Ford AI quality fix puts veterans back in the loop

A factory can automate the wrong thing very efficiently. That is the uncomfortable lesson inside Ford's new quality win.

Ford AI quality moved from boardroom slogan to operating repair job after the automaker brought back or elevated more than 350 experienced engineers to rebuild the judgment layer its automated systems had failed to capture, according to The Verge's June 25 report. The timing matters because Ford just took the top mass market spot in the 2026 JD Power U.S. Initial Quality Study, where the brand scored 152 problems per 100 vehicles and the industry average improved to 175.

That is a real improvement. It is also a warning for anyone building with AI inside a complex product organization. Ford did not merely add more models, more tests, or more automation. It had to reattach old hands to new systems.

Charles Poon, Ford's vice president of vehicle hardware engineering, gave the cleanest version of the mistake when he said the company thought adding AI and changing design requirements would produce high quality, according to The Verge's account of the reporter briefing. That assumption should sting if your roadmap has a box labeled "replace expert review with AI".

What did Ford's quality rebound actually show?

JD Power measures initial quality by counting problems reported per 100 vehicles during the first 90 days of ownership, and the 2026 study is based on 78,514 purchasers and lessees of new 2026 model year vehicles surveyed after 90 days, according to JD Power's 2026 methodology note. Lower is better, which makes Ford's 152 PP100 mass market result meaningful because it beat Nissan at 156 and Buick at 162.

The broader industry also improved. Overall new vehicle quality moved from 192 PP100 in 2025 to 175 PP100 in 2026, which JD Power called the best year over year improvement since 1997 in its 2026 U.S. Initial Quality Study. Premium brands improved from 203 to 169 PP100, while mass market brands improved from 187 to 177.

The chart below shows the shape of the rebound: Ford's win sits inside a wider industry improvement, but premium brands made the steepest one year move, dropping 34 problems per 100 vehicles.

Line chart of JD Power initial quality scores showing overall PP100 falling from 192 in 2025 to 175 in 2026, premium falling from 203 to 169, and mass market falling from 187 to 177. — Initial quality scores from JD Power: overall improved from 192 PP100 in 2025 to 175 in 2026, premium improved from 203 to 169, and mass market improved from 187 to 177. Source: JD Power. Data Today benchmark.

The catch is infotainment.
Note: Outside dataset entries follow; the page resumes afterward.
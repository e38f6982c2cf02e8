//! Transport trait for point-to-point sends between group members.
//!
//! Implementations:
//! - `MemoryNetwork` / `MemoryTransport` - in-process network for tests and simulation,
//!   with per-link failure injection and a send log

use crate::{GroupReceiver, Message, MessageIdentity, ProcessId};
use async_trait::async_trait;
use std::collections::{HashMap, HashSet};
use std::sync::{Arc, Mutex, RwLock};
use thiserror::Error;

#[derive(Debug, Error)]
pub enum TransportError {
    #[error("Process unreachable: {0}")]
    Unreachable(ProcessId),

    /// The destination was registered once and has since left
    #[error("Process closed: {0}")]
    Closed(ProcessId),
}

pub type Result<T> = std::result::Result<T, TransportError>;

/// Unreliable point-to-point transport.
///
/// A failed send is a signal about one destination, not a fatal error.
#[async_trait]
pub trait Transport: Send + Sync {
    /// Send a message to a single destination
    async fn unicast(&self, message: &Message, destination: ProcessId) -> Result<()>;
}

#[async_trait]
impl<T: Transport + ?Sized> Transport for Arc<T> {
    async fn unicast(&self, message: &Message, destination: ProcessId) -> Result<()> {
        (**self).unicast(message, destination).await
    }
}

/// One attempted send recorded by the in-memory network.
#[derive(Debug, Clone, PartialEq, Eq)]
pub struct SendRecord {
    pub from: ProcessId,
    pub to: ProcessId,
    pub message: Message,
    pub succeeded: bool,
}

impl SendRecord {
    pub fn identity(&self) -> MessageIdentity {
        self.message.identity()
    }
}

/// In-process network connecting group members by direct calls.
///
/// Each registered receiver gets messages synchronously inside the sender's
/// `unicast` call. Links can be cut in either direction to simulate
/// unreachable peers.
#[derive(Default)]
pub struct MemoryNetwork {
    endpoints: RwLock<HashMap<ProcessId, Arc<dyn GroupReceiver>>>,
    /// Cut links as (from, to); `None` source means every sender
    cut: RwLock<HashSet<(Option<ProcessId>, ProcessId)>>,
    closed: RwLock<HashSet<ProcessId>>,
    log: Mutex<Vec<SendRecord>>,
}

impl MemoryNetwork {
    pub fn new() -> Arc<Self> {
        Arc::new(Self::default())
    }

    /// Attach a receiver for the given process.
    pub fn register(&self, id: ProcessId, receiver: Arc<dyn GroupReceiver>) {
        self.endpoints
            .write()
            .unwrap_or_else(|e| e.into_inner())
            .insert(id, receiver);
        self.closed
            .write()
            .unwrap_or_else(|e| e.into_inner())
            .remove(&id);
    }

    /// Detach a process. Later sends to it fail as closed.
    pub fn unregister(&self, id: ProcessId) -> bool {
        let removed = self
            .endpoints
            .write()
            .unwrap_or_else(|e| e.into_inner())
            .remove(&id)
            .is_some();
        if removed {
            self.closed
                .write()
                .unwrap_or_else(|e| e.into_inner())
                .insert(id);
        }
        removed
    }

    /// Create the transport a given process uses to send.
    pub fn transport_for(self: &Arc<Self>, local: ProcessId) -> MemoryTransport {
        MemoryTransport {
            network: Arc::clone(self),
            local,
        }
    }

    /// Make every send to `to` fail.
    pub fn cut_to(&self, to: ProcessId) {
        self.cut
            .write()
            .unwrap_or_else(|e| e.into_inner())
            .insert((None, to));
    }

    /// Make sends from `from` to `to` fail.
    pub fn cut_link(&self, from: ProcessId, to: ProcessId) {
        self.cut
            .write()
            .unwrap_or_else(|e| e.into_inner())
            .insert((Some(from), to));
    }

    /// Restore all cut links.
    pub fn heal(&self) {
        self.cut.write().unwrap_or_else(|e| e.into_inner()).clear();
    }

    /// All sends attempted so far, in order.
    pub fn sent(&self) -> Vec<SendRecord> {
        self.log.lock().unwrap_or_else(|e| e.into_inner()).clone()
    }

    fn is_cut(&self, from: ProcessId, to: ProcessId) -> bool {
        let cut = self.cut.read().unwrap_or_else(|e| e.into_inner());
        cut.contains(&(None, to)) || cut.contains(&(Some(from), to))
    }

    fn is_closed(&self, id: ProcessId) -> bool {
        self.closed
            .read()
            .unwrap_or_else(|e| e.into_inner())
            .contains(&id)
    }

    fn endpoint(&self, id: ProcessId) -> Option<Arc<dyn GroupReceiver>> {
        self.endpoints
            .read()
            .unwrap_or_else(|e| e.into_inner())
            .get(&id)
            .cloned()
    }

    fn record(&self, from: ProcessId, to: ProcessId, message: &Message, succeeded: bool) {
        self.log
            .lock()
            .unwrap_or_else(|e| e.into_inner())
            .push(SendRecord {
                from,
                to,
                message: message.clone(),
                succeeded,
            });
    }
}

/// A process's handle onto a [`MemoryNetwork`].
#[derive(Clone)]
pub struct MemoryTransport {
    network: Arc<MemoryNetwork>,
    local: ProcessId,
}

impl MemoryTransport {
    pub fn local_id(&self) -> ProcessId {
        self.local
    }
}

#[async_trait]
impl Transport for MemoryTransport {
    async fn unicast(&self, message: &Message, destination: ProcessId) -> Result<()> {
        let endpoint = if self.network.is_cut(self.local, destination) {
            None
        } else {
            self.network.endpoint(destination)
        };

        let Some(receiver) = endpoint else {
            self.network.record(self.local, destination, message, false);
            if self.network.is_closed(destination) {
                return Err(TransportError::Closed(destination));
            }
            return Err(TransportError::Unreachable(destination));
        };

        self.network.record(self.local, destination, message, true);
        receiver.receive(message.clone(), self.local).await;
        Ok(())
    }
}

#[cfg(test)]
mod tests {
    use super::*;

    #[derive(Default)]
    struct Inbox {
        received: Mutex<Vec<(Message, ProcessId)>>,
    }

    #[async_trait]
    impl GroupReceiver for Inbox {
        async fn receive(&self, message: Message, from: ProcessId) {
            self.received.lock().unwrap().push((message, from));
        }
    }

    fn pid(n: u64) -> ProcessId {
        ProcessId::from(n)
    }

    #[tokio::test]
    async fn test_unicast_reaches_registered_receiver() {
        let network = MemoryNetwork::new();
        let inbox = Arc::new(Inbox::default());
        network.register(pid(2), inbox.clone());

        let transport = network.transport_for(pid(1));
        let msg = Message::new(1, pid(1), b"hi".to_vec());
        transport.unicast(&msg, pid(2)).await.unwrap();

        let received = inbox.received.lock().unwrap();
        assert_eq!(received.len(), 1);
        assert_eq!(received[0].0, msg);
        assert_eq!(received[0].1, pid(1));
    }

    #[tokio::test]
    async fn test_unicast_to_unknown_process_fails() {
        let network = MemoryNetwork::new();
        let transport = network.transport_for(pid(1));

        let msg = Message::new(1, pid(1), vec![]);
        let result = transport.unicast(&msg, pid(9)).await;

        assert!(matches!(result, Err(TransportError::Unreachable(id)) if id == pid(9)));
        assert!(!network.sent()[0].succeeded);
    }

    #[tokio::test]
    async fn test_cut_link_is_directional() {
        let network = MemoryNetwork::new();
        let inbox = Arc::new(Inbox::default());
        network.register(pid(3), inbox.clone());
        network.cut_link(pid(1), pid(3));

        let msg = Message::new(1, pid(1), vec![]);
        assert!(network.transport_for(pid(1)).unicast(&msg, pid(3)).await.is_err());
        assert!(network.transport_for(pid(2)).unicast(&msg, pid(3)).await.is_ok());

        network.heal();
        assert!(network.transport_for(pid(1)).unicast(&msg, pid(3)).await.is_ok());
        assert_eq!(inbox.received.lock().unwrap().len(), 2);
    }

    #[tokio::test]
    async fn test_unregistered_process_is_closed() {
        let network = MemoryNetwork::new();
        network.register(pid(2), Arc::new(Inbox::default()));
        assert!(network.unregister(pid(2)));
        assert!(!network.unregister(pid(2)));

        let transport = network.transport_for(pid(1));
        let msg = Message::new(1, pid(1), vec![]);
        let result = transport.unicast(&msg, pid(2)).await;
        assert!(matches!(result, Err(TransportError::Closed(id)) if id == pid(2)));

        // Coming back reopens it
        network.register(pid(2), Arc::new(Inbox::default()));
        assert!(transport.unicast(&msg, pid(2)).await.is_ok());
    }

    #[tokio::test]
    async fn test_send_log_keeps_message() {
        let network = MemoryNetwork::new();
        network.register(pid(2), Arc::new(Inbox::default()));

        let msg = Message::new(4, pid(1), b"payload".to_vec());
        network.transport_for(pid(1)).unicast(&msg, pid(2)).await.unwrap();

        let sent = network.sent();
        assert_eq!(sent[0].message, msg);
        assert_eq!(sent[0].identity(), msg.identity());
    }
}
JD Power said infotainment was the only category that worsened in 2026, with 44.4 PP100 in the mass market segment and 38.3 PP100 in the premium segment, according to the same 2026 study. Android Auto and Apple CarPlay connectivity added 1.4 PP100 to the deterioration inside infotainment, a small number that matters because it names the failure mode: software integration at the customer boundary.

That is where Ford's story stops being a car story and starts looking like a systems story. The company had automated parts of design and production, but Poon said it underestimated the knowledge held by engineers who had been through multiple vehicle development cycles, according to The Verge's briefing report. Institutional knowledge is often invisible until the system that quietly depended on it starts returning weird results.
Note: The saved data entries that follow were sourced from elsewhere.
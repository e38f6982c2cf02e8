//! Service references and the directory of references announced by group members.

use crate::{ProcessId, ServiceProxy};
use serde::{Deserialize, Serialize};
use std::collections::HashMap;
use std::fmt::{self, Display, Formatter};
use std::sync::RwLock;

/// A handle on a remotely callable service endpoint.
///
/// Created by the process that owns the endpoint; immutable and shared
/// read-only once announced.
#[derive(Debug, Clone, PartialEq, Eq, Hash, Serialize, Deserialize)]
#[serde(rename_all = "camelCase")]
pub struct ServiceReference {
    /// Process exposing the endpoint
    pub owner: ProcessId,
    /// Where the endpoint can be reached (URL, RPC address, ...)
    pub endpoint: String,
}

impl ServiceReference {
    pub fn new(owner: ProcessId, endpoint: impl Into<String>) -> Self {
        Self {
            owner,
            endpoint: endpoint.into(),
        }
    }
}

impl Display for ServiceReference {
    fn fmt(&self, f: &mut Formatter<'_>) -> fmt::Result {
        write!(f, "{}@{}", self.owner, self.endpoint)
    }
}

/// Known service references keyed by announcing process.
///
/// Insert-or-replace per process; safe for concurrent use.
#[derive(Default)]
pub struct ReferenceDirectory {
    entries: RwLock<HashMap<ProcessId, ServiceReference>>,
}

impl ReferenceDirectory {
    pub fn new() -> Self {
        Self::default()
    }

    /// Insert or replace the reference announced by `process`.
    ///
    /// Returns true if the directory changed: a new process, or a different
    /// reference for a known one. Callers use this to skip redundant proxy rebuilds.
    pub fn add_reference(&self, process: ProcessId, reference: ServiceReference) -> bool {
        let mut entries = self.entries.write().unwrap_or_else(|e| e.into_inner());
        match entries.get(&process) {
            Some(existing) if *existing == reference => false,
            _ => {
                entries.insert(process, reference);
                true
            }
        }
    }

    /// Drop the entry for a departed process.
    pub fn remove_reference(&self, process: ProcessId) -> Option<ServiceReference> {
        self.entries
            .write()
            .unwrap_or_else(|e| e.into_inner())
            .remove(&process)
    }

    pub fn get(&self, process: &ProcessId) -> Option<ServiceReference> {
        self.entries
            .read()
            .unwrap_or_else(|e| e.into_inner())
            .get(process)
            .cloned()
    }

    pub fn contains(&self, process: &ProcessId) -> bool {
        self.entries
            .read()
            .unwrap_or_else(|e| e.into_inner())
            .contains_key(process)
    }

    pub fn len(&self) -> usize {
        self.entries.read().unwrap_or_else(|e| e.into_inner()).len()
    }

    pub fn is_empty(&self) -> bool {
        self.len() == 0
    }

    /// All references, ordered by owning process.
    pub fn snapshot(&self) -> Vec<(ProcessId, ServiceReference)> {
        let mut entries: Vec<_> = self
            .entries
            .read()
            .unwrap_or_else(|e| e.into_inner())
            .iter()
            .map(|(id, r)| (*id, r.clone()))
            .collect();
        entries.sort_by_key(|(id, _)| *id);
        entries
    }

    /// Build a proxy over every reference currently known.
    ///
    /// The proxy is a snapshot; later directory changes need a new proxy.
    pub fn build_proxy(&self) -> ServiceProxy {
        ServiceProxy::new(self.snapshot().into_iter().map(|(_, r)| r).collect())
    }
}
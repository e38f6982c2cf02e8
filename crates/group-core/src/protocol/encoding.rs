//! Encoding detection.
//!
//! Frames on the transport are bincode; group payloads are JSON.
//! Checking the first byte lets a receiver reject a payload that was never
//! JSON without running the parser, and log which kind of garbage it got.

/// Encoding of a byte buffer, judged by its first byte.
#[derive(Debug, Clone, Copy, PartialEq, Eq)]
pub enum Encoding {
    /// JSON object or array
    Json,
    /// Anything else
    Binary,
    /// No bytes at all
    Empty,
}

/// Detect the encoding from raw bytes.
///
/// JSON starts with `{` (object) or `[` (array).
/// Everything else is treated as binary.
pub fn detect_encoding(data: &[u8]) -> Encoding {
    match data.first() {
        Some(b'{') | Some(b'[') => Encoding::Json,
        Some(_) => Encoding::Binary,
        None => Encoding::Empty,
    }
}

/// Check if data is likely JSON.
pub fn is_likely_json(data: &[u8]) -> bool {
    matches!(detect_encoding(data), Encoding::Json)
}
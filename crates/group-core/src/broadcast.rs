//! Uniform broadcast by flooding.
//!
//! # Protocol
//!
//! **Multicast:** mark the message `Reliable` and unicast it to every member of
//! the view. A failed unicast is logged and skipped; the remaining sends go on.
//!
//! **Receive:**
//! 1. Look up `(id, sender)` in the dedup store; a known identity is dropped.
//! 2. A new identity is re-flooded to every member except ourselves and the
//!    process we got it from.
//! 3. Only after that fan-out completes is the message delivered locally.
//!
//! Forward-before-deliver means that once any process delivers a message, every
//! other live member has already been sent a copy, assuming a complete topology
//! and no crash mid-flood. There is no acknowledgement, retransmission or
//! ordering: concurrent multicasts may be delivered in different orders at
//! different processes.

use crate::events::{EventBus, GroupEvent};
use crate::transport::Transport;
use crate::{DedupStore, DeliveryGuarantee, Message, Process, ProcessId};
use async_trait::async_trait;
use futures::future::join_all;
use serde::{Deserialize, Serialize};
use std::sync::atomic::{AtomicU64, Ordering};
use std::sync::{Arc, RwLock};
use thiserror::Error;
use tracing::{debug, info, warn, Instrument, Span};

#[derive(Debug, Error)]
pub enum BroadcastError {
    #[error("Broadcaster used before initialize")]
    NotInitialized,
}

/// Broadcaster settings.
#[derive(Debug, Clone, PartialEq, Eq, Serialize, Deserialize)]
#[serde(rename_all = "camelCase")]
pub struct BroadcastConfig {
    /// Send our own multicasts to ourselves through the transport, so local
    /// delivery goes through `receive` like everyone else's.
    #[serde(default = "default_true")]
    pub include_self: bool,

    /// Issue fan-out sends concurrently instead of one peer at a time.
    #[serde(default)]
    pub parallel_fanout: bool,
}

impl Default for BroadcastConfig {
    fn default() -> Self {
        Self {
            include_self: true,
            parallel_fanout: false,
        }
    }
}

fn default_true() -> bool {
    true
}

/// Outcome of one fan-out.
#[derive(Debug, Clone, Default, PartialEq, Eq)]
pub struct FanOutReport {
    /// Destinations the transport accepted
    pub sent: Vec<ProcessId>,
    /// Destinations whose unicast failed
    pub failed: Vec<ProcessId>,
}

impl FanOutReport {
    pub fn attempted(&self) -> usize {
        self.sent.len() + self.failed.len()
    }

    pub fn is_complete(&self) -> bool {
        self.failed.is_empty()
    }
}

/// Sending capability of a group communication protocol.
#[async_trait]
pub trait GroupSender: Send + Sync {
    /// Allocate the next message id for the local process.
    fn next_message(&self, payload: Vec<u8>) -> Result<Message, BroadcastError>;

    /// Send a message to every member of the group.
    async fn multicast(&self, message: Message) -> Result<FanOutReport, BroadcastError>;
}

/// Receiving capability of a group communication protocol.
///
/// Never fails towards the caller: whatever goes wrong is handled locally.
#[async_trait]
pub trait GroupReceiver: Send + Sync {
    async fn receive(&self, message: Message, from: ProcessId);
}

#[derive(Clone)]
struct Binding {
    process: Arc<dyn Process>,
    transport: Arc<dyn Transport>,
}

/// Flooding broadcaster with exactly-once local delivery.
pub struct UniformBroadcaster {
    config: BroadcastConfig,
    binding: RwLock<Option<Binding>>,
    members: RwLock<Vec<ProcessId>>,
    seen: DedupStore,
    next_id: AtomicU64,
    events: Option<Arc<EventBus>>,
    span: Span,
}

impl UniformBroadcaster {
    pub fn new(config: BroadcastConfig) -> Self {
        Self {
            config,
            binding: RwLock::new(None),
            members: RwLock::new(Vec::new()),
            seen: DedupStore::new(),
            next_id: AtomicU64::new(0),
            events: None,
            span: Span::none(),
        }
    }

    /// Emit events to this bus.
    pub fn with_events(mut self, events: Arc<EventBus>) -> Self {
        self.events = Some(events);
        self
    }

    /// Log inside this span.
    pub fn with_span(mut self, span: Span) -> Self {
        self.span = span;
        self
    }

    /// Bind the local process and transport, set the membership view and
    /// reset the dedup store.
    ///
    /// Expected once per process. A second call rebinds and forgets every
    /// message seen so far.
    pub fn initialize(
        &self,
        process: Arc<dyn Process>,
        transport: Arc<dyn Transport>,
        members: Vec<ProcessId>,
    ) {
        let _entered = self.span.enter();
        let local = process.local_id();

        let mut binding = self.binding.write().unwrap_or_else(|e| e.into_inner());
        if binding.is_some() {
            warn!(process = %local, "Re-initializing broadcaster, seen messages are forgotten");
        }
        *binding = Some(Binding { process, transport });
        drop(binding);

        let count = members.len();
        self.update_view(members);
        self.seen.clear();
        info!(process = %local, members = count, "Broadcaster initialized");
    }

    /// Replace the membership view. The dedup store is kept.
    pub fn update_view(&self, mut members: Vec<ProcessId>) {
        members.sort();
        members.dedup();
        *self.members.write().unwrap_or_else(|e| e.into_inner()) = members;
    }

    /// Drop the process and transport binding.
    ///
    /// Later calls behave as if `initialize` never happened.
    pub fn shutdown(&self) {
        let previous = self
            .binding
            .write()
            .unwrap_or_else(|e| e.into_inner())
            .take();
        if let Some(binding) = previous {
            let _entered = self.span.enter();
            info!(process = %binding.process.local_id(), "Broadcaster shut down");
        }
    }

    /// Current membership view, sorted.
    pub fn members(&self) -> Vec<ProcessId> {
        self.members
            .read()
            .unwrap_or_else(|e| e.into_inner())
            .clone()
    }

    pub fn is_initialized(&self) -> bool {
        self.binding
            .read()
            .unwrap_or_else(|e| e.into_inner())
            .is_some()
    }

    /// Number of distinct messages seen since initialization.
    pub fn seen_count(&self) -> usize {
        self.seen.len()
    }

    pub fn config(&self) -> &BroadcastConfig {
        &self.config
    }

    fn binding(&self) -> Option<Binding> {
        self.binding
            .read()
            .unwrap_or_else(|e| e.into_inner())
            .clone()
    }

    fn emit(&self, event: GroupEvent) {
        if let Some(events) = &self.events {
            events.emit(event);
        }
    }

    async fn multicast_impl(&self, mut message: Message) -> Result<FanOutReport, BroadcastError> {
        let binding = self.binding().ok_or(BroadcastError::NotInitialized)?;
        let local = binding.process.local_id();
        message.guarantee = DeliveryGuarantee::Reliable;

        if !self.config.include_self {
            // Our own copy may bounce back through a re-flooding peer.
            self.seen.insert(message.identity());
        }

        let targets: Vec<ProcessId> = self
            .members()
            .into_iter()
            .filter(|id| self.config.include_self || *id != local)
            .collect();

        debug!(
            process = %local,
            message_id = message.id,
            sender = %message.sender_id,
            peers = targets.len(),
            "Multicasting"
        );

        let report = self.fan_out(&binding, &message, &targets).await;
        Ok(report)
    }

    async fn receive_impl(&self, message: Message, from: ProcessId) {
        let Some(binding) = self.binding() else {
            warn!(
                from = %from,
                message_id = message.id,
                "Dropping message received before initialize"
            );
            return;
        };
        let local = binding.process.local_id();
        let identity = message.identity();

        if !self.seen.insert(identity) {
            debug!(
                process = %local,
                from = %from,
                message_id = identity.message_id,
                sender = %identity.sender_id,
                "Already knows this message"
            );
            self.emit(GroupEvent::DuplicateDropped {
                process: local,
                message_id: identity.message_id,
                sender: identity.sender_id,
            });
            return;
        }

        debug!(
            process = %local,
            from = %from,
            message_id = identity.message_id,
            sender = %identity.sender_id,
            "Message is new, flooding"
        );

        let mut forward = message.clone();
        forward.guarantee = DeliveryGuarantee::Reliable;
        let targets: Vec<ProcessId> = self
            .members()
            .into_iter()
            .filter(|id| *id != local && *id != from)
            .collect();
        let report = self.fan_out(&binding, &forward, &targets).await;

        self.emit(GroupEvent::MessageForwarded {
            process: local,
            message_id: identity.message_id,
            sender: identity.sender_id,
            peers: report.sent.len(),
        });
        debug!(process = %local, message_id = identity.message_id, "Flooded to peers, delivering");

        binding.process.deliver(message).await;

        self.emit(GroupEvent::MessageDelivered {
            process: local,
            message_id: identity.message_id,
            sender: identity.sender_id,
        });
    }

    /// Unicast to every target. Failures are logged and skipped, never retried.
    async fn fan_out(
        &self,
        binding: &Binding,
        message: &Message,
        targets: &[ProcessId],
    ) -> FanOutReport {
        let transport = &binding.transport;

        let results = if self.config.parallel_fanout {
            join_all(
                targets
                    .iter()
                    .map(|&to| async move { (to, transport.unicast(message, to).await) }),
            )
            .await
        } else {
            let mut results = Vec::with_capacity(targets.len());
            for &to in targets {
                results.push((to, transport.unicast(message, to).await));
            }
            results
        };

        let local = binding.process.local_id();
        let mut report = FanOutReport::default();
        for (to, result) in results {
            match result {
                Ok(()) => report.sent.push(to),
                Err(e) => {
                    warn!(
                        process = %local,
                        destination = %to,
                        message_id = message.id,
                        error = %e,
                        "Unicast failed, continuing fan-out"
                    );
                    self.emit(GroupEvent::SendFailed {
                        process: local,
                        destination: to,
                        error: e.to_string(),
                    });
                    report.failed.push(to);
                }
            }
        }
        report
    }
}

#[async_trait]
impl GroupSender for UniformBroadcaster {
    fn next_message(&self, payload: Vec<u8>) -> Result<Message, BroadcastError> {
        let binding = self.binding().ok_or(BroadcastError::NotInitialized)?;
        let id = self.next_id.fetch_add(1, Ordering::Relaxed) + 1;
        Ok(Message::new(id, binding.process.local_id(), payload))
    }

    async fn multicast(&self, message: Message) -> Result<FanOutReport, BroadcastError> {
        let span = self.span.clone();
        self.multicast_impl(message).instrument(span).await
    }
}

#[async_trait]
impl GroupReceiver for UniformBroadcaster {
    async fn receive(&self, message: Message, from: ProcessId) {
        let span = self.span.clone();
        self.receive_impl(message, from).instrument(span).await
    }
}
Ford's fix was unusually blunt. The company hired, promoted, or brought back more than 350 experienced engineers, and it created a 40 person software quality assurance team, according to The Verge's report on Ford executives' comments. It also says it added more than 100,000 AI powered tests to stress software systems and catch edge cases.

More tests sound like the obvious answer. The sharper lesson is that Ford paired those tests with people who knew what a bad edge case looked like before a dashboard produced a red icon.

Why should builders care about a car company's AI mistake?

Because Ford ran into a pattern software teams recognize: automation debt. A team takes an expensive human process, translates part of it into tooling, loses the undocumented judgment, then has to hire the judgment back at a premium.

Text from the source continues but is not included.